Oh, boy, his tone was enough to make me want to start shooting indiscriminately.

“Skip the butter,” I said. “Please tell those gentlemen behind you to sit down and put their hands on their knees so I can see them.”

My own armpits felt cold. I fought not to blush. I could feel Zetts go guitar-string tense. My position did not allow me to track the bulldogs and hope to keep an eye on the console man at the same time; I already felt outgunned and outclassed.

The bald man jerked his head to one side; his sentries immediately complied. “As you wish. Incidentally, Mr. Maddox, we have permitted you to keep that weapon as a sign of our good faith. I’ll presume you are here to negotiate.” He shrugged as though none of this was any big deal to him. “So . . . let’s bargain. Let’s exchange information for our mutual benefit. There’s no need for any unpleasantness—”

“Stop it,” I said. “Please shove that paternal politician act straight up your ass.” I had had a lifetime’s fill of politicians and their placating schmooze.

He closed his eyes and gently shook his head at my misbehavior. “What do you want?
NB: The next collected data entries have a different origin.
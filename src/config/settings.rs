//! Application settings and configuration
//!
//! This module provides configuration management for the application,
//! loading settings from environment variables with sensible defaults.
//! `GEMINI_API_KEY` is the one hard requirement; everything else falls
//! back to a default.

use anyhow::{Context, Result};
use clap::ValueEnum;
use serde::{Deserialize, Serialize};
use std::env;
use std::fmt;
use std::time::Duration;

/// Application environment
#[derive(Debug, Clone, Copy, PartialEq, Eq, Deserialize, Serialize, ValueEnum)]
#[serde(rename_all = "lowercase")]
pub enum Environment {
    #[value(alias = "dev")]
    Development,
    #[value(alias = "stage")]
    Staging,
    #[value(alias = "prod")]
    Production,
}

impl fmt::Display for Environment {
    fn fmt(&self, f: &mut fmt::Formatter<'_>) -> fmt::Result {
        match self {
            Environment::Development => write!(f, "development"),
            Environment::Staging => write!(f, "staging"),
            Environment::Production => write!(f, "production"),
        }
    }
}

impl Default for Environment {
    fn default() -> Self {
        Environment::Development
    }
}

impl std::str::FromStr for Environment {
    type Err = anyhow::Error;

    fn from_str(s: &str) -> Result<Self, Self::Err> {
        match s.to_lowercase().as_str() {
            "development" | "dev" => Ok(Environment::Development),
            "staging" | "stage" => Ok(Environment::Staging),
            "production" | "prod" => Ok(Environment::Production),
            _ => anyhow::bail!("Invalid environment: {}. Expected: development, staging, or production", s),
        }
    }
}

/// Sandbox backend selection
#[derive(Debug, Clone, Copy, PartialEq, Eq, Deserialize, Serialize, ValueEnum)]
#[serde(rename_all = "lowercase")]
pub enum SandboxBackend {
    /// Local subprocess, no isolation beyond the process boundary
    Process,
    /// Throwaway Docker container per run
    Docker,
}

impl fmt::Display for SandboxBackend {
    fn fmt(&self, f: &mut fmt::Formatter<'_>) -> fmt::Result {
        match self {
            SandboxBackend::Process => write!(f, "process"),
            SandboxBackend::Docker => write!(f, "docker"),
        }
    }
}

impl Default for SandboxBackend {
    fn default() -> Self {
        SandboxBackend::Process
    }
}

impl std::str::FromStr for SandboxBackend {
    type Err = anyhow::Error;

    fn from_str(s: &str) -> Result<Self, Self::Err> {
        match s.to_lowercase().as_str() {
            "process" | "subprocess" => Ok(SandboxBackend::Process),
            "docker" | "container" => Ok(SandboxBackend::Docker),
            _ => anyhow::bail!("Invalid sandbox backend: {}. Expected: process or docker", s),
        }
    }
}

/// Rate limiting configuration
#[derive(Debug, Clone, Deserialize, Serialize)]
pub struct RateLimitConfig {
    pub enabled: bool,
    pub requests_per_window: u32,
    pub window_seconds: u64,
}

impl Default for RateLimitConfig {
    fn default() -> Self {
        Self {
            enabled: true,
            requests_per_window: 100,
            window_seconds: 60,
        }
    }
}

/// Gemini API configuration
#[derive(Debug, Clone, Deserialize, Serialize)]
pub struct GeminiSettings {
    /// API keys, rotated round-robin across requests
    #[serde(skip_serializing, default)]
    pub api_keys: Vec<String>,
    /// Model asked for debugging suggestions
    pub model: String,
    /// Override for the API base URL, mainly for tests
    pub base_url: Option<String>,
    /// Outbound request timeout in seconds
    pub timeout_seconds: u64,
}

impl Default for GeminiSettings {
    fn default() -> Self {
        Self {
            api_keys: Vec::new(),
            model: "gemini-2.0-flash".to_string(),
            base_url: None,
            timeout_seconds: 30,
        }
    }
}

/// Execution sandbox configuration
#[derive(Debug, Clone, Deserialize, Serialize)]
pub struct SandboxSettings {
    pub backend: SandboxBackend,
    /// Interpreter binary for the process backend
    pub python_bin: String,
    /// Container image for the docker backend
    pub image: String,
    /// Per-run time limit in seconds, 0 disables enforcement
    pub execution_timeout_seconds: u64,
    /// Container memory ceiling in megabytes
    pub memory_limit_mb: u64,
    /// Whether containers run without network access
    pub network_disabled: bool,
    /// How many submissions may run at once
    pub max_concurrency: usize,
}

impl Default for SandboxSettings {
    fn default() -> Self {
        Self {
            backend: SandboxBackend::Process,
            python_bin: "python3".to_string(),
            image: "python:3.11-slim".to_string(),
            execution_timeout_seconds: 30,
            memory_limit_mb: 256,
            network_disabled: true,
            max_concurrency: 4,
        }
    }
}

impl SandboxSettings {
    /// Per-run time limit, `None` when enforcement is disabled.
    pub fn execution_timeout(&self) -> Option<Duration> {
        if self.execution_timeout_seconds == 0 {
            None
        } else {
            Some(Duration::from_secs(self.execution_timeout_seconds))
        }
    }

    pub fn memory_limit_bytes(&self) -> i64 {
        (self.memory_limit_mb * 1024 * 1024) as i64
    }
}

/// Editor session configuration
#[derive(Debug, Clone, Deserialize, Serialize)]
pub struct SessionSettings {
    /// Idle seconds before a session expires
    pub ttl_seconds: u64,
    /// How often the background sweep removes expired sessions
    pub sweep_interval_seconds: u64,
}

impl Default for SessionSettings {
    fn default() -> Self {
        Self {
            ttl_seconds: 3600,
            sweep_interval_seconds: 300,
        }
    }
}

/// Main application settings
#[derive(Debug, Clone, Deserialize, Serialize)]
pub struct Settings {
    // App settings
    pub app_name: String,
    pub app_version: String,
    pub environment: Environment,
    pub log_level: String,

    // Server settings
    pub host: String,
    pub port: u16,

    // Gemini API
    pub gemini: GeminiSettings,

    // Execution sandbox
    pub sandbox: SandboxSettings,

    // Editor sessions
    pub session: SessionSettings,

    // Rate limiting
    pub rate_limit: RateLimitConfig,
}

impl Settings {
    /// Load settings from environment variables with defaults
    pub fn load() -> Result<Self> {
        // Load .env file if it exists (ignored in production typically)
        dotenvy::dotenv().ok();

        let api_key = env::var("GEMINI_API_KEY")
            .context("GEMINI_API_KEY must be set (comma-separate multiple keys)")?;

        let settings = Self {
            // App settings
            app_name: env_or_default("APP_NAME", "pyterm"),
            app_version: env!("CARGO_PKG_VERSION").to_string(),
            environment: env_or_default("ENVIRONMENT", "development")
                .parse()
                .unwrap_or_default(),
            log_level: env_or_default("LOG_LEVEL", "info"),

            // Server settings
            host: env_or_default("HOST", "0.0.0.0"),
            port: env_or_default("PORT", "8000")
                .parse()
                .context("Invalid PORT value")?,

            // Gemini API
            gemini: GeminiSettings {
                api_keys: api_key
                    .split(',')
                    .map(|key| key.trim().to_string())
                    .filter(|key| !key.is_empty())
                    .collect(),
                model: env_or_default("GEMINI_MODEL", "gemini-2.0-flash"),
                base_url: env::var("GEMINI_BASE_URL").ok(),
                timeout_seconds: env_or_default("GEMINI_TIMEOUT_SECONDS", "30")
                    .parse()
                    .unwrap_or(30),
            },

            // Execution sandbox
            sandbox: SandboxSettings {
                backend: env_or_default("SANDBOX_BACKEND", "process")
                    .parse()
                    .unwrap_or_default(),
                python_bin: env_or_default("SANDBOX_PYTHON_BIN", "python3"),
                image: env_or_default("SANDBOX_IMAGE", "python:3.11-slim"),
                execution_timeout_seconds: env_or_default("SANDBOX_EXECUTION_TIMEOUT", "30")
                    .parse()
                    .unwrap_or(30),
                memory_limit_mb: env_or_default("SANDBOX_MEMORY_LIMIT_MB", "256")
                    .parse()
                    .unwrap_or(256),
                network_disabled: env_or_default("SANDBOX_NETWORK_DISABLED", "true")
                    .parse()
                    .unwrap_or(true),
                max_concurrency: env_or_default("SANDBOX_MAX_CONCURRENCY", "4")
                    .parse()
                    .unwrap_or(4),
            },

            // Editor sessions
            session: SessionSettings {
                ttl_seconds: env_or_default("SESSION_TTL_SECONDS", "3600")
                    .parse()
                    .unwrap_or(3600),
                sweep_interval_seconds: env_or_default("SESSION_SWEEP_SECONDS", "300")
                    .parse()
                    .unwrap_or(300),
            },

            // Rate limiting
            rate_limit: RateLimitConfig {
                enabled: env_or_default("RATE_LIMIT_ENABLED", "true")
                    .parse()
                    .unwrap_or(true),
                requests_per_window: env_or_default("RATE_LIMIT_REQUESTS_PER_WINDOW", "100")
                    .parse()
                    .unwrap_or(100),
                window_seconds: env_or_default("RATE_LIMIT_WINDOW_SECONDS", "60")
                    .parse()
                    .unwrap_or(60),
            },
        };

        // Validate settings
        settings.validate()?;

        Ok(settings)
    }

    /// Validate settings
    fn validate(&self) -> Result<()> {
        // Validate port range
        if self.port == 0 {
            anyhow::bail!("Port cannot be 0");
        }

        if self.gemini.api_keys.is_empty() {
            anyhow::bail!("GEMINI_API_KEY is set but contains no usable key");
        }

        // Validate rate limit settings
        if self.rate_limit.enabled {
            if self.rate_limit.requests_per_window == 0 {
                anyhow::bail!("Rate limit requests_per_window must be > 0");
            }
            if self.rate_limit.window_seconds == 0 {
                anyhow::bail!("Rate limit window_seconds must be > 0");
            }
        }

        // Validate sandbox settings
        if self.sandbox.max_concurrency == 0 {
            anyhow::bail!("Sandbox max_concurrency must be > 0");
        }
        match self.sandbox.backend {
            SandboxBackend::Process => {
                if self.sandbox.python_bin.trim().is_empty() {
                    anyhow::bail!("SANDBOX_PYTHON_BIN must not be empty");
                }
            }
            SandboxBackend::Docker => {
                if self.sandbox.image.trim().is_empty() {
                    anyhow::bail!("SANDBOX_IMAGE must not be empty");
                }
            }
        }

        // Validate session settings
        if self.session.ttl_seconds == 0 {
            anyhow::bail!("Session ttl_seconds must be > 0");
        }
        if self.session.sweep_interval_seconds == 0 {
            anyhow::bail!("Session sweep_interval_seconds must be > 0");
        }

        // Warn when production runs without container isolation
        if self.environment == Environment::Production
            && self.sandbox.backend == SandboxBackend::Process
        {
            tracing::warn!("Running the process sandbox in production; submitted code is not isolated!");
        }

        Ok(())
    }

    /// Check if running in development mode
    pub fn is_development(&self) -> bool {
        self.environment == Environment::Development
    }

    /// Check if running in production mode
    pub fn is_production(&self) -> bool {
        self.environment == Environment::Production
    }

    /// Get the server address string
    pub fn server_addr(&self) -> String {
        format!("{}:{}", self.host, self.port)
    }
}

impl Default for Settings {
    fn default() -> Self {
        Self {
            app_name: "pyterm".to_string(),
            app_version: env!("CARGO_PKG_VERSION").to_string(),
            environment: Environment::Development,
            log_level: "info".to_string(),
            host: "0.0.0.0".to_string(),
            port: 8000,
            gemini: GeminiSettings::default(),
            sandbox: SandboxSettings::default(),
            session: SessionSettings::default(),
            rate_limit: RateLimitConfig::default(),
        }
    }
}

/// Helper function to get environment variable with default
fn env_or_default(key: &str, default: &str) -> String {
    env::var(key).unwrap_or_else(|_| default.to_string())
}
Or rather, what do you want us to do?”

I exhaled, imagining I could smell the stink of adrenaline and fear on my own breath. “I want a secure room; no bugs, no cameras. Then I want Dandine. I want you to bring Dandine to the secure room.”

The bald man frowned and pursed his non-lips, which were slightly darker than the rest of his complexion, and as unappetizing as two animated strips of liver. “Why?”
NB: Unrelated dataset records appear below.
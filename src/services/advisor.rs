//! Debugging suggestion advisor
//!
//! Turns a failed run into a Gemini prompt and extracts the suggestion
//! text from the response. Blank code or blank error text is rejected
//! before any outbound call is made.

use thiserror::Error;

use crate::schemas::gemini::{GeminiRequest, GenerationConfig};
use crate::services::gemini::{GeminiService, GeminiServiceError};

/// Errors from the suggestion flow
#[derive(Error, Debug)]
pub enum AdvisorError {
    #[error("Cannot request a suggestion for empty code")]
    EmptyCode,

    #[error("Cannot request a suggestion without error text")]
    EmptyError,

    #[error(transparent)]
    Gemini(#[from] GeminiServiceError),

    #[error("Gemini returned no suggestion text")]
    EmptySuggestion,
}

/// A debugging suggestion produced by the model
#[derive(Debug, Clone)]
pub struct Suggestion {
    pub text: String,
    pub model: String,
}

/// Asks Gemini to explain a failed run and propose a fix.
pub struct DebugAdvisor {
    gemini: GeminiService,
    model: String,
}

impl DebugAdvisor {
    pub fn new(gemini: GeminiService, model: impl Into<String>) -> Self {
        Self {
            gemini,
            model: model.into(),
        }
    }

    pub fn model(&self) -> &str {
        &self.model
    }

    /// Whether the underlying Gemini client is usable.
    pub fn ready(&self) -> bool {
        self.gemini.health_check()
    }

    /// Build the debugging prompt, rejecting blank inputs.
    pub fn build_prompt(code: &str, error: &str) -> Result<String, AdvisorError> {
        if code.trim().is_empty() {
            return Err(AdvisorError::EmptyCode);
        }
        if error.trim().is_empty() {
            return Err(AdvisorError::EmptyError);
        }

        Ok(format!(
            "You are a Python debugging assistant.\n\n\
             Python Code:\n{code}\n\n\
             Error:\n{error}\n\n\
             Explain the error and suggest a corrected version of the code."
        ))
    }

    /// Ask the model for a suggestion on a failed run.
    pub async fn suggest(&self, code: &str, error: &str) -> Result<Suggestion, AdvisorError> {
        let prompt = Self::build_prompt(code, error)?;

        let request = GeminiRequest::user_prompt(prompt).with_generation_config(GenerationConfig {
            temperature: Some(0.2),
            top_p: None,
            max_output_tokens: Some(1024),
        });

        let response = self.gemini.generate_content(&self.model, &request).await?;

        let text = response
            .response_text()
            .ok_or(AdvisorError::EmptySuggestion)?;

        tracing::debug!(
            model = %self.model,
            suggestion_chars = text.len(),
            "Received debugging suggestion"
        );

        Ok(Suggestion {
            text,
            model: self.model.clone(),
        })
    }
}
“Because I don’t know if you’re really Gerardis or not.”

“Do you know what you’re asking?”

“Do you know what you’re risking? I was at the airport, so stop trying to sweet-talk me.”

“Don’t fuck with this guy!”
Zetts blurted, with perfect timing. “This dude is
not
the lame you think he is!”

The bald man snapped his fingers toward the man at the console. “Do it,” he said. “Call Processing.” Then he targeted Zetts with his unforgiving gaze. “You’re the last person I expected to see here.”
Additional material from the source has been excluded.